**Task goal**:
Report every line from the following entries that contains the string "getSlots".

**Information**:
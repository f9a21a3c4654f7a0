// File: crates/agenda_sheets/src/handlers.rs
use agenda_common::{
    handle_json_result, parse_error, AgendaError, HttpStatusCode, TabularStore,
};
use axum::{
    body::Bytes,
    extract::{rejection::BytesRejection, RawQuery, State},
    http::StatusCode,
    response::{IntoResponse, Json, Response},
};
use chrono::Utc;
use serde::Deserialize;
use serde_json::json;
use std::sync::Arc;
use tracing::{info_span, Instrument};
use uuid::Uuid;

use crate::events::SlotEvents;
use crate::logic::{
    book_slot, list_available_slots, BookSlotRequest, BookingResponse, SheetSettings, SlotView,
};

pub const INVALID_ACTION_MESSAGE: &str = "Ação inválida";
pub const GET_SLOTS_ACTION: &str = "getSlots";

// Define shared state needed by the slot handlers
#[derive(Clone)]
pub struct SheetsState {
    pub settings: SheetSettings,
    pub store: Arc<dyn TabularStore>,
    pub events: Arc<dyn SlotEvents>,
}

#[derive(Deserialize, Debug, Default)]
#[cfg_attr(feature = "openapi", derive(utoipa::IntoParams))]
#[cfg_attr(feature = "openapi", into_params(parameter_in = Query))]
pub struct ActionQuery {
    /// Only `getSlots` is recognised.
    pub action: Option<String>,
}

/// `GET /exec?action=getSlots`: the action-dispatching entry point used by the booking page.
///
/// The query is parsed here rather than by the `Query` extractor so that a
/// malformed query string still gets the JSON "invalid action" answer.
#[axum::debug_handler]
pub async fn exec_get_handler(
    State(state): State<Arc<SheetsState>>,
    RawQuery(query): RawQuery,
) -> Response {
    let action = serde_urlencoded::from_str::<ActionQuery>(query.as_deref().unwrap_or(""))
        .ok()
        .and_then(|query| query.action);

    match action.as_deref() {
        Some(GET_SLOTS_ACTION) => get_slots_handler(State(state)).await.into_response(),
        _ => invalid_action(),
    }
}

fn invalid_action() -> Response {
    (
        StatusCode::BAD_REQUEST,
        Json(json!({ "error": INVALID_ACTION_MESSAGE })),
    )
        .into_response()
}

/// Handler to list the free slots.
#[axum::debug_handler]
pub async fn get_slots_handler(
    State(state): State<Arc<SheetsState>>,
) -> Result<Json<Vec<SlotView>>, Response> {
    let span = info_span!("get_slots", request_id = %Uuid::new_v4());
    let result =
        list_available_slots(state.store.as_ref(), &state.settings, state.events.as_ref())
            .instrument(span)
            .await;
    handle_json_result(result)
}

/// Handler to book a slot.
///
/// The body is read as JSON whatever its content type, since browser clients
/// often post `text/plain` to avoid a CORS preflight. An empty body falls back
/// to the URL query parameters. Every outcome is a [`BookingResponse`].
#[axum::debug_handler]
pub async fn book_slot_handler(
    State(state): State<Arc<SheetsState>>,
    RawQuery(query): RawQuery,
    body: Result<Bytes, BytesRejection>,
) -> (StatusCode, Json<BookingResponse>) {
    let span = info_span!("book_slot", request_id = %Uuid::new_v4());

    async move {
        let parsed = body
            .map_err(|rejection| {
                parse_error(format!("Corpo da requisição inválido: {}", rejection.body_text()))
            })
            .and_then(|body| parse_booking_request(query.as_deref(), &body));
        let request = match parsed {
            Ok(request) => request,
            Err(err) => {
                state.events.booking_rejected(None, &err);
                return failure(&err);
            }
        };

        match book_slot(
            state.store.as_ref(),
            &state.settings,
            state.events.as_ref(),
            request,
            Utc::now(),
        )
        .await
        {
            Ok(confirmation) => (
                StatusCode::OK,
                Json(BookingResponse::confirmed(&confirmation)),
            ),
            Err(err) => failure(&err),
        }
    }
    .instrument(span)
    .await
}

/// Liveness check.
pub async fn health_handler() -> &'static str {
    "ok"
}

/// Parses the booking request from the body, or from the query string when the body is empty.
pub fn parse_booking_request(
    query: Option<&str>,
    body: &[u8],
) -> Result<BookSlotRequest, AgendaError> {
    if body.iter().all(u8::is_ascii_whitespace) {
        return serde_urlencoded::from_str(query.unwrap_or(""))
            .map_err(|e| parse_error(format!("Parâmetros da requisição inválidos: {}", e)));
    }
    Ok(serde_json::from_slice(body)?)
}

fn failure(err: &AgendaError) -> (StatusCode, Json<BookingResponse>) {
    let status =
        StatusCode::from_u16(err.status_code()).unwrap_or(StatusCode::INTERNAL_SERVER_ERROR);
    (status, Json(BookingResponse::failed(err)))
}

**Result for this task**:
pub const GET_SLOTS_ACTION: &str = "getSlots";
    /// Only `getSlots` is recognised.
/// `GET /exec?action=getSlots`: the action-dispatching entry point used by the booking page.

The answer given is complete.